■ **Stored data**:
<<<<

//! Render AST back to S-expression text.

use crate::{SExp, SExpKind};
use rhizome_sprig_ir::Literal;

/// Render a node as S-expression source text.
pub fn to_sexpr(node: &SExp) -> String {
    let mut out = String::new();
    write_node(&mut out, node);
    out
}

fn write_node(out: &mut String, node: &SExp) {
    match &node.kind {
        SExpKind::Symbol(name) => out.push_str(name),
        SExpKind::Literal(lit) => write_literal(out, lit),
        SExpKind::List(items) => {
            out.push('(');
            for (i, item) in items.iter().enumerate() {
                if i > 0 {
                    out.push(' ');
                }
                write_node(out, item);
            }
            out.push(')');
        }
    }
}

fn write_literal(out: &mut String, lit: &Literal) {
    match lit {
        Literal::Null => out.push_str("null"),
        Literal::Bool(b) => out.push_str(if *b { "true" } else { "false" }),
        Literal::Number(n) => {
            if n.fract() == 0.0 && n.is_finite() && n.abs() < 1e15 {
                out.push_str(&format!("{}", *n as i64));
            } else {
                out.push_str(&n.to_string());
            }
        }
        Literal::String(s) => {
            out.push('"');
            for c in s.chars() {
                match c {
                    '"' => out.push_str("\\\""),
                    '\\' => out.push_str("\\\\"),
                    '\n' => out.push_str("\\n"),
                    '\t' => out.push_str("\\t"),
                    '\r' => out.push_str("\\r"),
                    c => out.push(c),
                }
            }
            out.push('"');
        }
    }
}

#[cfg(test)]
mod tests {
    use super::*;

    #[test]
    fn test_render_nested() {
        let node = SExp::list(vec![
            SExp::symbol("greet"),
            SExp::string("a \"b\""),
            SExp::list(vec![SExp::symbol("+"), SExp::number(1), SExp::number(2.5)]),
        ]);
        assert_eq!(to_sexpr(&node), r#"(greet "a \"b\"" (+ 1 2.5))"#);
    }

    #[test]
    fn test_render_empty_list() {
        assert_eq!(to_sexpr(&SExp::list(vec![])), "()");
    }
}
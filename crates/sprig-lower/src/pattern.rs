//! Pattern compiler: parsed binding patterns to IR patterns.

use crate::error::{Result, SprigError};
use crate::symbols::{sanitize, sanitize_property};
use crate::types::parse_type_text;
use rhizome_sprig_ir::{Node, NodeKind};
use rhizome_sprig_sexpr::{Pattern, PatternKind, SExp};

/// Lower a pattern. `transform` lowers default-value expressions.
///
/// Skip patterns lower to `None`; they are only meaningful as array-pattern
/// slots. A default is applied after the pattern's own shape is lowered, so
/// nested destructuring shapes get wrapped exactly like identifiers.
pub fn lower_pattern<F>(pattern: &Pattern, transform: &mut F) -> Result<Option<Node>>
where
    F: FnMut(&SExp) -> Result<Node>,
{
    let position = pattern.position.clone();

    let node = match &pattern.kind {
        PatternKind::Skip => return Ok(None),

        PatternKind::Identifier {
            name,
            type_annotation,
        } => Node::typed_ident(
            sanitize(name),
            type_annotation.as_deref().map(parse_type_text),
        ),

        PatternKind::Array(elements) => {
            let lowered: Result<Vec<Option<Node>>> = elements
                .iter()
                .map(|element| lower_pattern(element, transform))
                .collect();
            Node::array_pattern(lowered?)
        }

        PatternKind::Object { properties, rest } => {
            let mut entries = Vec::with_capacity(properties.len() + 1);
            for property in properties {
                let value = lower_pattern(&property.value, transform)?.ok_or_else(|| {
                    SprigError::validation(format!(
                        "Invalid object pattern: '_' cannot bind key '{}'",
                        property.key
                    ))
                    .at(property.value.position.clone().or_else(|| position.clone()))
                })?;
                entries.push(keyed_property(&property.key, value));
            }
            if let Some(rest) = rest {
                let target = required(rest, transform, "object rest")?;
                entries.push(Node::rest(target).at(rest.position.clone()));
            }
            Node::object_pattern(entries)
        }

        PatternKind::Rest(inner) => Node::rest(required(inner, transform, "rest element")?),
    }
    .at(position.clone());

    match &pattern.default {
        Some(default) => {
            let value = transform(default)?;
            Ok(Some(Node::assignment_pattern(node, value).at(position)))
        }
        None => Ok(Some(node)),
    }
}

fn required<F>(pattern: &Pattern, transform: &mut F, what: &str) -> Result<Node>
where
    F: FnMut(&SExp) -> Result<Node>,
{
    lower_pattern(pattern, transform)?.ok_or_else(|| {
        SprigError::validation(format!("Invalid {}: '_' is not a binding", what))
            .at(pattern.position.clone())
    })
}

/// Build an object entry keyed by a plain name. `shorthand` is decided by
/// comparing the key with the bound identifier, since the source grammar
/// has no marker for it. Keys that are not valid identifiers become string
/// keys.
pub(crate) fn keyed_property(key: &str, value: Node) -> Node {
    let position = value.position.clone();
    let valid = sanitize_property(key) == key && !key.starts_with(|c: char| c.is_ascii_digit());
    let key_node = if valid {
        Node::ident(key)
    } else {
        Node::string(key)
    };
    let shorthand = bound_name(&value) == Some(key);
    Node::new(NodeKind::Property {
        key: Box::new(key_node.at(position.clone())),
        value: Box::new(value),
        computed: false,
        shorthand,
    })
    .at(position)
}

/// The identifier a pattern binds directly, looking through defaults.
pub fn bound_name(node: &Node) -> Option<&str> {
    match &node.kind {
        NodeKind::Identifier { name, .. } => Some(name),
        NodeKind::AssignmentPattern { target, .. } => bound_name(target),
        _ => None,
    }
}

/// Every identifier a lowered pattern binds, in source order.
pub fn bound_names(node: &Node) -> Vec<&str> {
    let mut names = Vec::new();
    collect_bound(node, &mut names);
    names
}

fn collect_bound<'n>(node: &'n Node, names: &mut Vec<&'n str>) {
    match &node.kind {
        NodeKind::Identifier { name, .. } => names.push(name),
        NodeKind::AssignmentPattern { target, .. } => collect_bound(target, names),
        NodeKind::RestElement(inner) => collect_bound(inner, names),
        NodeKind::ArrayPattern(elements) => {
            for element in elements.iter().flatten() {
                collect_bound(element, names);
            }
        }
        NodeKind::ObjectPattern(properties) => {
            for property in properties {
                match &property.kind {
                    NodeKind::Property { value, .. } => collect_bound(value, names),
                    _ => collect_bound(property, names),
                }
            }
        }
        _ => {}
    }
}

>>>>

■ **Problem to solve**: Restate verbatim all lines from the start of the data through the line containing "out.push('(');", with both ends kept.

■ **Response box**:
//! Render AST back to S-expression text.

use crate::{SExp, SExpKind};
use rhizome_sprig_ir::Literal;

/// Render a node as S-expression source text.
pub fn to_sexpr(node: &SExp) -> String {
    let mut out = String::new();
    write_node(&mut out, node);
    out
}

fn write_node(out: &mut String, node: &SExp) {
    match &node.kind {
        SExpKind::Symbol(name) => out.push_str(name),
        SExpKind::Literal(lit) => write_literal(out, lit),
        SExpKind::List(items) => {
            out.push('(');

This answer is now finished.